Every line below containing the word "wrote" should be found and copied.

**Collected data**
+-------+

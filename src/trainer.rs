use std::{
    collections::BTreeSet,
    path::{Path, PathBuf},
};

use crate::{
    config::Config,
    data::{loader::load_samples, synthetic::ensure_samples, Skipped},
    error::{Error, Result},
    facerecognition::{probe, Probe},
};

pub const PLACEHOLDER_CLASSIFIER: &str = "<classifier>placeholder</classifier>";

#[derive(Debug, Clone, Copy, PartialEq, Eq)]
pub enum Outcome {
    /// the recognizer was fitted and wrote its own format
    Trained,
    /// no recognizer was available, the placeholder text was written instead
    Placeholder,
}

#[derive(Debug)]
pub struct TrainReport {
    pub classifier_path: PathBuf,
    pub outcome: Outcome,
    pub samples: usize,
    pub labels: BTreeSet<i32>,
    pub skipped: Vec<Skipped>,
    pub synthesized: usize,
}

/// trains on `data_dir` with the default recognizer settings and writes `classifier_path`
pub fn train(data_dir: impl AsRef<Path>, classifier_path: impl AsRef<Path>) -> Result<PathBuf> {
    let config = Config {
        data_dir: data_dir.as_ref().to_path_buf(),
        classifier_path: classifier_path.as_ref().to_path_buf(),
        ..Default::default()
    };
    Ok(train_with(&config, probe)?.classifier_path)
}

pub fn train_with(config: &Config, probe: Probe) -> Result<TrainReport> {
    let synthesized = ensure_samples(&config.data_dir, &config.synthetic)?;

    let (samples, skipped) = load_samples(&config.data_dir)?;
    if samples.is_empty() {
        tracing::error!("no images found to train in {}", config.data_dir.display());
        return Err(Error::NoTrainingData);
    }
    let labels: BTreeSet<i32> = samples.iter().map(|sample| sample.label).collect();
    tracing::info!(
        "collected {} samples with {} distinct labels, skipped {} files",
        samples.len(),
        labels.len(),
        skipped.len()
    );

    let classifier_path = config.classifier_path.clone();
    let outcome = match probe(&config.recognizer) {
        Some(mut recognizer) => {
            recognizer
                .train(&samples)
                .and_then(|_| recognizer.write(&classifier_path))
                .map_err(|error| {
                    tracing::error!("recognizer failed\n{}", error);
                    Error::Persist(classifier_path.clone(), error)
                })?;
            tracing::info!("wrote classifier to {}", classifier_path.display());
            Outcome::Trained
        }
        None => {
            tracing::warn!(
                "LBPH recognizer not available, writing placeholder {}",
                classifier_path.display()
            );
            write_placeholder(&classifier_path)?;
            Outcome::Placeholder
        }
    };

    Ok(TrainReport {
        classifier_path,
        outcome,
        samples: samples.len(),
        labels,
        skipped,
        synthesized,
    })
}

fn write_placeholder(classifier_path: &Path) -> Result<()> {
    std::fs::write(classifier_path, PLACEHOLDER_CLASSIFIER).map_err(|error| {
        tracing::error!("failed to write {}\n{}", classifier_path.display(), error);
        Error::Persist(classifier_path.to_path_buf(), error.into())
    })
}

+-------+

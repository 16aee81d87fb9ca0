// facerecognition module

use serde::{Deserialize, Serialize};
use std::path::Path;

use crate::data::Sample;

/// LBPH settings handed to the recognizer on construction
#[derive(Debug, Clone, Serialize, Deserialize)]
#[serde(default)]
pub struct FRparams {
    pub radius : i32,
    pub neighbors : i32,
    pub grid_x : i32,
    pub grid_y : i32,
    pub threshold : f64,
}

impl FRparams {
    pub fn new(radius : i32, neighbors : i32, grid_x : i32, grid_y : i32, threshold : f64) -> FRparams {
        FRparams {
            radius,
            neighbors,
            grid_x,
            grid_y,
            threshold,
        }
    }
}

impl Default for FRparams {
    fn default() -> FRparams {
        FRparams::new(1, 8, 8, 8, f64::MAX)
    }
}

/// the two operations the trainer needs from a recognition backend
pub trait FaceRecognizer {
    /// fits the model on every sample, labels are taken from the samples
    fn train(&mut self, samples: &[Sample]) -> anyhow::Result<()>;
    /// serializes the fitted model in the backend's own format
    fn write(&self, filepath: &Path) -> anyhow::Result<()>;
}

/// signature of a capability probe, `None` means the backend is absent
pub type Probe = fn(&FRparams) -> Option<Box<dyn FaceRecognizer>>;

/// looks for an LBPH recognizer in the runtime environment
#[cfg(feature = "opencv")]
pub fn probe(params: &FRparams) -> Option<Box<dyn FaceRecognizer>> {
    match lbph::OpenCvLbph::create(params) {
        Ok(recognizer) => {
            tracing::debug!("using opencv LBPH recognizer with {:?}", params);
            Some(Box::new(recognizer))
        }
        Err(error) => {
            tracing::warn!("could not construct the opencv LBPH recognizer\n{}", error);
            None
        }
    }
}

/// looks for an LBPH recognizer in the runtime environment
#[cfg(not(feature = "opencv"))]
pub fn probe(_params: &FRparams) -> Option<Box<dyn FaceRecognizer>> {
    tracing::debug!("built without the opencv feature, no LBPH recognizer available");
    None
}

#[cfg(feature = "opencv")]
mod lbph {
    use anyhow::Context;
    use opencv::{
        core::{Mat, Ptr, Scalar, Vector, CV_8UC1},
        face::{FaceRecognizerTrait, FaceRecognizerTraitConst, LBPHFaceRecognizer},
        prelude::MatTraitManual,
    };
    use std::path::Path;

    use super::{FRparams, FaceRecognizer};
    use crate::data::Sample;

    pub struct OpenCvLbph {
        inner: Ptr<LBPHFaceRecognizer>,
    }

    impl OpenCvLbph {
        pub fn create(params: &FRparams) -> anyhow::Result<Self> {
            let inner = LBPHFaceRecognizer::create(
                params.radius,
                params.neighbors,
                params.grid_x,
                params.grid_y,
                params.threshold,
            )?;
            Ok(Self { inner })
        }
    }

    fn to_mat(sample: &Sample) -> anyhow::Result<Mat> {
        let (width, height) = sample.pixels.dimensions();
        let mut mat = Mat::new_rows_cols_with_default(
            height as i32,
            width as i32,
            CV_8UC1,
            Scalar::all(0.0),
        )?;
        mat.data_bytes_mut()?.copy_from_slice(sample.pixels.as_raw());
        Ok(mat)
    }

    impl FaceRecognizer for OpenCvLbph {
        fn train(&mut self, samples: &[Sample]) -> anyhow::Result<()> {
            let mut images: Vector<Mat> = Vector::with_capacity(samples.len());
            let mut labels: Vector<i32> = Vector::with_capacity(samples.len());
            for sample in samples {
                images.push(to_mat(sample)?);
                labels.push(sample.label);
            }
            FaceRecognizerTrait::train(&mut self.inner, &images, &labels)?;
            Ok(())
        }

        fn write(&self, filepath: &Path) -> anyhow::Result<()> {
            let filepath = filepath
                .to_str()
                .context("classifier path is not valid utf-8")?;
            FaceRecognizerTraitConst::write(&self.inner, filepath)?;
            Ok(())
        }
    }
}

+-------+

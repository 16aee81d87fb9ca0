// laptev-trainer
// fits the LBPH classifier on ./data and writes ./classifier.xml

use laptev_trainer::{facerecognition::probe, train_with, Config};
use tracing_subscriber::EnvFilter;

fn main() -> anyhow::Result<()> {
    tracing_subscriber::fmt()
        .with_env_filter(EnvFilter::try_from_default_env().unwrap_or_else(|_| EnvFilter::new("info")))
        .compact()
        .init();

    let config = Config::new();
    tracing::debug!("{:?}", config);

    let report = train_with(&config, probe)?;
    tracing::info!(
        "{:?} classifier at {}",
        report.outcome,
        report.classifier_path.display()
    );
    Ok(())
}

+-------+

**Completed task**
    /// the recognizer was fitted and wrote its own format
            tracing::info!("wrote classifier to {}", classifier_path.display());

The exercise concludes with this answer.